**ENTRIES PROVIDED:**
//! SRG reader (`PK:`, `CL:`, `FD:`, `MD:` records).

use super::model::MappingFile;
use crate::error::{MergeError, Result};

const FORMAT: &str = "SRG";

/// Parse an SRG document.
pub(super) fn parse(text: &str) -> Result<MappingFile> {
    let mut file = MappingFile::new();

    for (idx, raw) in text.lines().enumerate() {
        let line = raw.split('#').next().unwrap_or(raw).trim();
        if line.is_empty() {
            continue;
        }
        let line_no = idx + 1;
        let tokens: Vec<&str> = line.split_whitespace().collect();

        match tokens.as_slice() {
            ["PK:", original, mapped] => {
                file.add_package(*original, *mapped);
            }
            ["CL:", original, mapped] => {
                file.add_class(*original, *mapped);
            }
            // Members may arrive before (or without) their `CL:` record.
            ["FD:", original, mapped] | ["FD:", original, _, mapped, _] => {
                let descriptor = (tokens.len() == 5).then(|| tokens[2].to_string());
                let (owner, name) = split_member(original, line_no)?;
                let (mapped_owner, mapped_name) = split_member(mapped, line_no)?;
                file.add_class(owner, mapped_owner)
                    .add_field(name, mapped_name, descriptor);
            }
            ["MD:", original, descriptor, mapped, _] => {
                let (owner, name) = split_member(original, line_no)?;
                let (mapped_owner, mapped_name) = split_member(mapped, line_no)?;
                file.add_class(owner, mapped_owner)
                    .add_method(name, *descriptor, mapped_name);
            }
            _ => {
                return Err(MergeError::parse(FORMAT, line_no, "unrecognized record"));
            }
        }
    }

    Ok(file)
}

fn split_member(path: &str, line: usize) -> Result<(&str, &str)> {
    path.rsplit_once('/')
        .ok_or_else(|| MergeError::parse(FORMAT, line, format!("member {path} has no owner")))
}
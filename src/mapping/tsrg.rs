//! TSRG v1 and v2 readers.
//!
//! ```text
//! tsrg2 obf srg id           <- v2 header (namespaces)
//! a net/minecraft/src/C_1_ 1 <- class
//! \ta f_2_ 2                 <- field (optionally with descriptor)
//! \tb (I)V m_3_ 3            <- method
//! \t\tstatic                 <- method is static
//! \t\t1 o p_3_1_ 4           <- parameter
//! ```
//!
//! Only the first two namespaces of a v2 file are read.

use super::model::MappingFile;
use crate::error::{MergeError, Result};

const V1: &str = "TSRG";
const V2: &str = "TSRG2";

/// Parse a TSRG v1 document.
pub(super) fn parse_v1(text: &str) -> Result<MappingFile> {
    Reader::new(V1, 2).read(text.lines().enumerate())
}

/// Parse a TSRG v2 document, header line included.
pub(super) fn parse_v2(text: &str) -> Result<MappingFile> {
    let mut lines = text.lines().enumerate();
    let (_, header) = lines
        .by_ref()
        .find(|(_, line)| !is_skippable(line))
        .ok_or_else(|| MergeError::parse(V2, 1, "missing header"))?;

    let namespaces = header.split_whitespace().skip(1).count();
    if namespaces < 2 {
        return Err(MergeError::parse(
            V2,
            1,
            format!("expected at least two namespaces, found {namespaces}"),
        ));
    }

    Reader::new(V2, namespaces).read(lines)
}

fn is_skippable(line: &str) -> bool {
    let trimmed = line.trim();
    trimmed.is_empty() || trimmed.starts_with('#')
}

struct Reader {
    format: &'static str,
    namespaces: usize,
    file: MappingFile,
    class: Option<String>,
    method: Option<(String, String)>,
}

impl Reader {
    fn new(format: &'static str, namespaces: usize) -> Self {
        Self {
            format,
            namespaces,
            file: MappingFile::new(),
            class: None,
            method: None,
        }
    }

    fn read<'a>(mut self, lines: impl Iterator<Item = (usize, &'a str)>) -> Result<MappingFile> {
        for (idx, raw) in lines {
            if is_skippable(raw) {
                continue;
            }
            let line = raw.split('#').next().unwrap_or(raw).trim_end();
            let depth = line.chars().take_while(|c| *c == '\t').count();
            let tokens: Vec<&str> = line.split_whitespace().collect();
            let line_no = idx + 1;

            match depth {
                0 => self.top_level(line_no, &tokens)?,
                1 => self.member(line_no, &tokens)?,
                2 if self.format == V2 => self.parameter(line_no, &tokens)?,
                _ => return Err(self.error(line_no, format!("unexpected indentation {depth}"))),
            }
        }

        Ok(self.file)
    }

    fn top_level(&mut self, line: usize, tokens: &[&str]) -> Result<()> {
        if tokens.len() != self.namespaces {
            return Err(self.error(line, format!("expected {} names", self.namespaces)));
        }
        self.method = None;

        if tokens[0].ends_with('/') {
            self.class = None;
            self.file.add_package(
                tokens[0].trim_end_matches('/'),
                tokens[1].trim_end_matches('/'),
            );
        } else {
            self.file.add_class(tokens[0], tokens[1]);
            self.class = Some(tokens[0].to_string());
        }
        Ok(())
    }

    fn member(&mut self, line: usize, tokens: &[&str]) -> Result<()> {
        let Some(owner) = self.class.clone() else {
            return Err(self.error(line, "member declared outside of a class"));
        };
        let n = self.namespaces;
        let method = tokens.len() == n + 1 && tokens[1].starts_with('(');
        let Some(class) = self.file.class_mut(&owner) else {
            return Err(self.error(line, "member declared outside of a class"));
        };

        if method {
            class.add_method(tokens[0], tokens[1], tokens[2]);
            self.method = Some((tokens[0].to_string(), tokens[1].to_string()));
        } else if tokens.len() == n {
            class.add_field(tokens[0], tokens[1], None);
            self.method = None;
        } else if tokens.len() == n + 1 {
            class.add_field(tokens[0], tokens[2], Some(tokens[1].to_string()));
            self.method = None;
        } else {
            return Err(self.error(line, "malformed member"));
        }
        Ok(())
    }

    fn parameter(&mut self, line: usize, tokens: &[&str]) -> Result<()> {
        let (Some(owner), Some((name, descriptor))) = (self.class.clone(), self.method.clone())
        else {
            return Err(self.error(line, "parameter declared outside of a method"));
        };
        let Some(method) = self
            .file
            .class_mut(&owner)
            .and_then(|c| c.method_mut(&name, &descriptor))
        else {
            return Err(self.error(line, "parameter declared outside of a method"));
        };

        if tokens == ["static"] {
            method.set_static();
            return Ok(());
        }
        if tokens.len() != self.namespaces + 1 {
            return Err(self.error(line, "malformed parameter"));
        }
        let Ok(index) = tokens[0].parse::<u32>() else {
            return Err(self.error(line, format!("invalid parameter index {}", tokens[0])));
        };
        method.add_parameter(index, tokens[1], tokens[2]);
        Ok(())
    }

    fn error(&self, line: usize, message: impl Into<String>) -> MergeError {
        MergeError::parse(self.format, line, message)
    }
}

**WHAT YOU ARE ASKED TO DO:** All lines in the records above that contain "enumerate" are to be reported.

**ANSWER TO THIS PROBLEM:**
    for (idx, raw) in text.lines().enumerate() {
    Reader::new(V1, 2).read(text.lines().enumerate())
    let mut lines = text.lines().enumerate();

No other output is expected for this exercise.